University of Vermont

Distamycin A selectively inhibits Acanthamoeba RNA synthesis and differentiation


The effects of distamycin A on Acanthamoeba transcription, growth and differentiation were determined. Distamycin A inhibits transcription both in vitro and in vivo and can displace from DNA the transcription activator TATA binding protein promoter binding factor (TPBF). Inhibition in vivo is surprisingly selective for large rRNA precursors, 5S rRNA, profilin, S-adenosylmethionine synthetase, and extendin. Transcription from the TATA binding protein (TBP), TPBF, protein disulfide isomerase, tubulin and RNA polymerase II large subunit genes is only slightly inhibited. Moreover the rate of 5S rRNA transcription eventually recovers and exceeds that of untreated cells, while profilin transcription remains inhibited. Distamycin A inhibition is accompanied by a complex pattern of alterations to steady state levels of mRNAs.
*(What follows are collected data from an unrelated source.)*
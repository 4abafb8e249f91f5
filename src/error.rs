//! Error handling for serialgraph
//!
//! This module defines the fatal/session-level error type and a Result alias
//! for use throughout the crate. Per-line and per-frame outcomes that are not
//! errors in the session sense (rejected rows, render skew) are plain values
//! defined next to the code that produces them.

use thiserror::Error;

/// Main error type for serialgraph operations
#[derive(Error, Debug)]
pub enum SerialGraphError {
    /// The transport could not be opened
    #[error("Connection error on {port}: {message}")]
    Connection { port: String, message: String },

    /// No usable line was observed while detecting the record width
    #[error("Column detection failed: no complete line within {lines} lines / {elapsed_ms} ms")]
    DetectionFailure { lines: usize, elapsed_ms: u64 },

    /// The transport stopped answering for longer than the grace period
    #[error("Device disconnected (no response for {silent_ms} ms)")]
    Disconnected { silent_ms: u64 },

    /// Errors raised by the serial port driver
    #[error("Serial error: {0}")]
    Serial(#[from] serialport::Error),

    /// A record did not match the store width
    #[error("Record width mismatch: expected {expected} values, got {actual}")]
    RecordWidth { expected: usize, actual: usize },

    /// Errors related to configuration loading or validation
    #[error("Configuration error: {0}")]
    Config(String),

    /// Errors related to channel communication
    #[error("Channel error: {0}")]
    Channel(String),

    /// IO errors
    #[error("IO error: {0}")]
    Io(#[from] std::io::Error),

    /// Generic errors with context
    #[error("{context}: {source}")]
    WithContext {
        context: String,
        #[source]
        source: Box<SerialGraphError>,
    },
}

impl SerialGraphError {
    /// Add context to an error
    pub fn with_context(self, context: impl Into<String>) -> Self {
        SerialGraphError::WithContext {
            context: context.into(),
            source: Box::new(self),
        }
    }

    /// Whether this error ends the session before any data was streamed
    pub fn is_startup_failure(&self) -> bool {
        match self {
            SerialGraphError::Connection { .. } | SerialGraphError::DetectionFailure { .. } => true,
            SerialGraphError::WithContext { source, .. } => source.is_startup_failure(),
            _ => false,
        }
    }
}

/// Result type alias for serialgraph operations
pub type Result<T> = std::result::Result<T, SerialGraphError>;

/// Extension trait for adding context to Results
pub trait ResultExt<T> {
    /// Add context to an error result
    fn context(self, context: impl Into<String>) -> Result<T>;

    /// Add context lazily to an error result
    fn with_context<F>(self, f: F) -> Result<T>
    where
        F: FnOnce() -> String;
}

impl<T> ResultExt<T> for Result<T> {
    fn context(self, context: impl Into<String>) -> Result<T> {
        self.map_err(|e| e.with_context(context))
    }

    fn with_context<F>(self, f: F) -> Result<T>
    where
        F: FnOnce() -> String,
    {
        self.map_err(|e| e.with_context(f()))
    }
}

impl<T> ResultExt<T> for std::result::Result<T, std::io::Error> {
    fn context(self, context: impl Into<String>) -> Result<T> {
        self.map_err(|e| SerialGraphError::Io(e).with_context(context))
    }

    fn with_context<F>(self, f: F) -> Result<T>
    where
        F: FnOnce() -> String,
    {
        self.map_err(|e| SerialGraphError::Io(e).with_context(f()))
    }
}

#[cfg(test)]
mod tests {
    use super::*;

    #[test]
    fn test_error_display() {
        let err = SerialGraphError::Config("delimiter must not be empty".to_string());
        assert_eq!(
            err.to_string(),
            "Configuration error: delimiter must not be empty"
        );
    }

    #[test]
    fn test_error_with_context() {
        let err = SerialGraphError::Channel("closed".to_string());
        let with_ctx = err.with_context("Failed to publish state");
        assert!(with_ctx.to_string().contains("Failed to publish state"));
        assert!(with_ctx.to_string().contains("closed"));
    }

    #[test]
    fn test_connection_error_names_port() {
        let err = SerialGraphError::Connection {
            port: "/dev/ttyACM0".to_string(),
            message: "No such file or directory".to_string(),
        };
        assert!(err.to_string().contains("/dev/ttyACM0"));
        assert!(err.is_startup_failure());
    }

    #[test]
    fn test_startup_failure_through_context() {
        let err = SerialGraphError::DetectionFailure {
            lines: 0,
            elapsed_ms: 5000,
        }
        .with_context("Session aborted");
        assert!(err.is_startup_failure());
        assert!(!SerialGraphError::Disconnected { silent_ms: 2000 }.is_startup_failure());
    }

    #[test]
    fn test_io_result_context() {
        let res: std::result::Result<(), std::io::Error> = Err(std::io::Error::new(
            std::io::ErrorKind::PermissionDenied,
            "denied",
        ));
        let err = res.context("Opening log file").unwrap_err();
        assert!(err.to_string().starts_with("Opening log file"));
    }
}
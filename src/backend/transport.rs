//! Transport trait for byte sources
//!
//! This module provides a common trait for everything the acquisition worker
//! can read lines from: a real serial port, a scripted in-memory stream used in
//! tests, or a synthetic waveform generator for demos.

use crate::error::Result;

/// Unified interface for byte-stream transports
///
/// Implementations are created unopened and must be `Send` so that the
/// acquisition worker can own them on its own thread. The worker is the only
/// user of a transport for its whole lifetime.
///
/// # Example
///
/// ```ignore
/// fn drain(transport: &mut dyn Transport) -> Result<Vec<u8>> {
///     if transport.bytes_available()? > 0 {
///         transport.read_available()
///     } else {
///         Ok(Vec::new())
///     }
/// }
/// ```
#[cfg_attr(test, mockall::automock)]
pub trait Transport: Send {
    /// Open the underlying device
    fn open(&mut self) -> Result<()>;

    /// Check if the device is open
    fn is_open(&self) -> bool;

    /// Number of bytes that can be read without blocking
    ///
    /// An error here is treated as a failed liveness probe.
    fn bytes_available(&mut self) -> Result<usize>;

    /// Read every byte currently available (may be empty)
    fn read_available(&mut self) -> Result<Vec<u8>>;

    /// Close the device; calling this on a closed transport is a no-op
    fn close(&mut self);

    /// Human-readable identifier for diagnostics (port name, "demo", ...)
    fn description(&self) -> String;
}
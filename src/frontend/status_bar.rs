//! Status bar panel: session state, throughput and the last failure.

use egui::{Color32, RichText, Ui};

use crate::session::SessionState;
use crate::types::{AcquisitionStats, ColumnCount};

/// Context needed to render the status bar.
pub struct StatusBarContext<'a> {
    pub state: SessionState,
    pub port: &'a str,
    pub columns: Option<ColumnCount>,
    pub stats: &'a AcquisitionStats,
    pub fps: f64,
    pub last_error: Option<&'a str>,
}

/// Dot color for a session state
pub fn state_color(state: SessionState) -> Color32 {
    match state {
        SessionState::Streaming => Color32::GREEN,
        SessionState::Connecting | SessionState::DetectingColumns => Color32::YELLOW,
        SessionState::Disconnected => Color32::RED,
        SessionState::Exited => Color32::GRAY,
    }
}

/// Render the status bar.
pub fn render_status_bar(ui: &mut Ui, ctx: &StatusBarContext<'_>) {
    ui.horizontal(|ui| {
        ui.spacing_mut().item_spacing.x = 8.0;

        ui.colored_label(state_color(ctx.state), "●");
        ui.label(RichText::new(format!("{}: {}", ctx.state, ctx.port)).small());

        ui.separator();

        let columns = ctx
            .columns
            .map_or_else(|| "?".to_string(), |c| c.to_string());
        ui.label(RichText::new(format!("Columns: {}", columns)).small());

        ui.separator();

        let stats = ctx.stats;
        let rate_color = if stats.effective_row_rate > 0.0 {
            Color32::from_rgb(100, 255, 100)
        } else {
            Color32::GRAY
        };
        ui.label(RichText::new("Rate:").small());
        ui.colored_label(
            rate_color,
            RichText::new(format!("{:.1} rows/s", stats.effective_row_rate)).small(),
        );

        ui.separator();

        ui.label(RichText::new(format!("Rows: {}", stats.records_accepted)).small());

        ui.separator();

        let rejected = stats.rejected();
        let reject_color = if rejected > 0 {
            Color32::LIGHT_RED
        } else {
            Color32::GRAY
        };
        ui.colored_label(
            reject_color,
            RichText::new(format!("Rejected: {}", rejected)).small(),
        );

        if stats.substitutions > 0 {
            ui.label(RichText::new(format!("Substituted: {}", stats.substitutions)).small());
        }

        if stats.log_failures > 0 {
            ui.colored_label(
                Color32::LIGHT_RED,
                RichText::new(format!("Log errors: {}", stats.log_failures)).small(),
            );
        }

        ui.separator();

        ui.label(RichText::new(format!("FPS: {:.0}", ctx.fps)).small());

        if let Some(error) = ctx.last_error {
            ui.with_layout(egui::Layout::right_to_left(egui::Align::Center), |ui| {
                ui.colored_label(Color32::RED, RichText::new(error).small());
            });
        }
    });
}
Actin, profilin and S-adenosylmethionine synthetase mRNAs are degraded, whereas mRNA encoding TBP is increased slightly in abundance. Transcription inhibition is accompanied by cessation of growth and severe morphological changes to Acanthamoeba, which are consistent with loss of production of mRNA encoding cytoskeletal proteins. Distamycin A also prevents starvation-induced differentiation of Acanthamoeba, in part due to complete prevention of cellulose production and cell wall formation.